While some reasons for letting players leave are understandable, the Bears still have lost four offensive Pro Bowlers and replaced them with a rookie Pro Bowler in Jordan Howard and, what, Josh Bellamy and a biology graduate from Harvard.
That, see, is the issue here and now: If you’re a coach who can’t coach or won’t coach players with personality or players who aren’t all-football all the time but still produce, then you’d better produce as a coach.
But the only thing Fox has produced is the lame consolation that his players tried hard, the sure sign of someone desperate to hold a job.

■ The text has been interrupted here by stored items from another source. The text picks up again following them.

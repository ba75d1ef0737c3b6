// SPDX-License-Identifier: MIT
// Copyright 2026 TeenConnect contributors

//! HTTP route handlers.
//!
//! `/auth/*` and `/health` are public; every other path maps to a screen
//! behind the session gate.

pub mod auth;
pub mod challenges;
pub mod clubs;
pub mod home;

use crate::middleware::session::require_session;
use crate::AppState;
use axum::http::{header, Method};
use axum::{middleware, routing::get, Json, Router};
use serde::Serialize;
use std::sync::Arc;
use tower_http::cors::CorsLayer;
use tower_http::trace::{DefaultMakeSpan, DefaultOnResponse, TraceLayer};
use tracing::Level;
#[cfg(feature = "binding-generation")]
use ts_rs::TS;

#[derive(Serialize)]
#[cfg_attr(feature = "binding-generation", derive(TS))]
#[cfg_attr(
    feature = "binding-generation",
    ts(export, export_to = "web/src/lib/generated/")
)]
pub struct HealthResponse {
    pub status: String,
    pub build_id: String,
}

/// Health check response
async fn health_check() -> Json<HealthResponse> {
    let build_id = option_env!("BUILD_ID").unwrap_or("unknown").to_string();
    Json(HealthResponse {
        status: "ok".to_string(),
        build_id,
    })
}

/// Build the complete router with all routes.
pub fn create_router(state: Arc<AppState>) -> Router {
    // CORS layer - allow requests from frontend URL and localhost (for dev)
    let frontend_url = state.config.frontend_url.clone();
    let cors = CorsLayer::new()
        .allow_origin(tower_http::cors::AllowOrigin::predicate(
            move |origin: &axum::http::HeaderValue, _request_parts: &axum::http::request::Parts| {
                let origin_str = origin.to_str().unwrap_or("");
                origin_str == frontend_url
                    || origin_str.starts_with("http://localhost")
                    || origin_str.starts_with("http://127.0.0.1")
            },
        ))
        .allow_credentials(true)
        .allow_methods([Method::GET, Method::POST, Method::OPTIONS])
        .allow_headers([header::CONTENT_TYPE, header::AUTHORIZATION, header::ACCEPT]);

    let public_routes = Router::new()
        .route("/health", get(health_check))
        .merge(auth::routes());

    let screen_routes = Router::new()
        .merge(home::routes())
        .merge(clubs::routes())
        .merge(challenges::routes())
        .route_layer(middleware::from_fn_with_state(state.clone(), require_session));

    Router::new()
        .merge(public_routes)
        .merge(screen_routes)
        .layer(middleware::from_fn(
            crate::middleware::security::add_security_headers,
        ))
        .layer(cors)
        .layer(
            TraceLayer::new_for_http()
                .make_span_with(DefaultMakeSpan::new().level(Level::INFO))
                .on_response(DefaultOnResponse::new().level(Level::INFO)),
        )
        .with_state(state)
}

The Bears had better be good in free agency, I guess. Or Fox had better be good picking the players he thinks he can coach.

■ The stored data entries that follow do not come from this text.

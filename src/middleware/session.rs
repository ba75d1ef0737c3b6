// SPDX-License-Identifier: MIT
// Copyright 2026 TeenConnect contributors

//! Session gate middleware and session cookie helpers.

use axum::{
    extract::{Request, State},
    http::{header, HeaderMap},
    middleware::Next,
    response::{IntoResponse, Redirect, Response},
    Json,
};
use axum_extra::extract::cookie::{Cookie, CookieJar, SameSite};
use serde::Serialize;
use std::sync::Arc;

use crate::config::{Config, SESSION_COOKIE};
use crate::session::{gate, Gate, SessionHolder};
use crate::AppState;

/// Path of the auth screen unauthenticated requests are sent to.
pub const AUTH_PATH: &str = "/auth";

/// Shown while the session is still being resolved.
#[derive(Serialize)]
pub struct LoadingView {
    pub screen: &'static str,
}

/// Access token from the session cookie, falling back to a Bearer header.
pub fn access_token(jar: &CookieJar, headers: &HeaderMap) -> Option<String> {
    if let Some(cookie) = jar.get(SESSION_COOKIE) {
        return Some(cookie.value().to_string());
    }

    headers
        .get(header::AUTHORIZATION)
        .and_then(|h| h.to_str().ok())
        .and_then(|h| h.strip_prefix("Bearer "))
        .map(|token| token.trim().to_string())
        .filter(|token| !token.is_empty())
}

fn secure_cookies(config: &Config) -> bool {
    config.frontend_url.starts_with("https://")
}

/// Session cookie carrying a freshly issued access token.
pub fn session_cookie(config: &Config, access_token: String) -> Cookie<'static> {
    Cookie::build((SESSION_COOKIE, access_token))
        .path("/")
        .http_only(true)
        .same_site(SameSite::Lax)
        .secure(secure_cookies(config))
        .build()
}

/// Removal counterpart of [`session_cookie`], with matching attributes.
pub fn expired_session_cookie(config: &Config) -> Cookie<'static> {
    Cookie::build((SESSION_COOKIE, ""))
        .path("/")
        .http_only(true)
        .same_site(SameSite::Lax)
        .secure(secure_cookies(config))
        .max_age(time::Duration::ZERO)
        .build()
}

/// Resolve the caller's session and route accordingly:
/// loading -> loading view, no session -> auth screen, session -> handler
/// with a [`crate::session::SessionContext`] extension.
pub async fn require_session(
    State(state): State<Arc<AppState>>,
    jar: CookieJar,
    mut request: Request,
    next: Next,
) -> Response {
    let token = access_token(&jar, request.headers());

    let holder = SessionHolder::new(state.backend.clone());
    if let Err(e) = holder.restore(token.as_deref()).await {
        tracing::warn!(error = %e, "Session lookup failed");
        return e.into_response();
    }

    match gate(&holder.state()) {
        // `restore` has resolved by now; this arm only serves holders
        // observed mid-restore, which this per-request holder never is.
        Gate::Loading => Json(LoadingView { screen: "loading" }).into_response(),
        Gate::SignIn => {
            if token.is_some() {
                tracing::debug!("Stale session token, clearing cookie");
                let jar = jar.add(expired_session_cookie(&state.config));
                return (jar, Redirect::to(AUTH_PATH)).into_response();
            }
            Redirect::to(AUTH_PATH).into_response()
        }
        Gate::Render(ctx) => {
            request.extensions_mut().insert(ctx);
            next.run(request).await
        }
    }
}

But then, maybe that’s part of Ryan Pace’s plan: Let Fox have his way with these player decisions so the general manager has solid reasons to fire the head coach when the Bears go 3-13 again and then hire a coach he wants instead of someone who appears passive-aggressively forced on him by a consultant and a Bears Senior Disorganizational Figure or two.
I certainly understand the argument about coaching talented but less than ideal players. But it’s worth noting that Fox was trying to institute a culture change in Chicago when he was hired. This was a team that was starting over and to this point, the project has been one of tearing down to the core, then building back up. Bennett and Marshall just weren’t what he was looking for as a part of that core that was supposed to show young, often less talented players who actually need to maximize what they’ve got how its done.
With Jeffery, it’s probably got more to do with monetary value but I’d still claim that things would have been totally different had he trained in Chicago with the team last offseason. The Bears were looking for him to show that kind of commitment to the team and you have to believe that they’re pretty sure there’s no PED suspension with them able to keep an eye on Jeffery in town. As it is, there’s not nearly as much motivation to overpay a guy whose actions indicate that he may not be 100% on board no matter what hot air he blows about believing that the Bear swill win the Super Bowl next year.
In any case, the Bears situation puts Fox and Pace in a different position than the Patriots, who got a great deal out of Bennett because they have a solid locker room and a winning culture established. They didn’t need him to lead young, less talented undrafted free agents by example. They had plenty of other guys for that and the Patriots could afford to absorb Bennett. The Bears, who have had to rebuild from scratch with a young locker room that still doesn’t know how to win, couldn’t.
I might add that, in my opinion, the odds that Bennett resigns with the Patriots are slim. Taking on his baggage for a year at a reasonable rate is one thing. Doing it now will be something else. It’s says here that the odds are good he ends up with a loser next year and plays his part, overly or covertly, in contributing to it with his attitude, just as Marshall did this year with the Jets.
The last part about Pace letting Fox fail so he can fire him after being forced to hire him in the first place is, of course, utter nonsense based upon revisionist history. Pace interviewed Fox almost immediately after he separated with the Broncos, even following him to Denver immediately after talking to him in Chicago. Pace couldn’t wait to hire him and I’m still not convinced he wasn’t right to do so.
The Bears will have to show progress this season to convince the fans and the press that they’re doing the right things. But as far as I’m concerned, they’ve had no choice but to do what they’ve done to this point.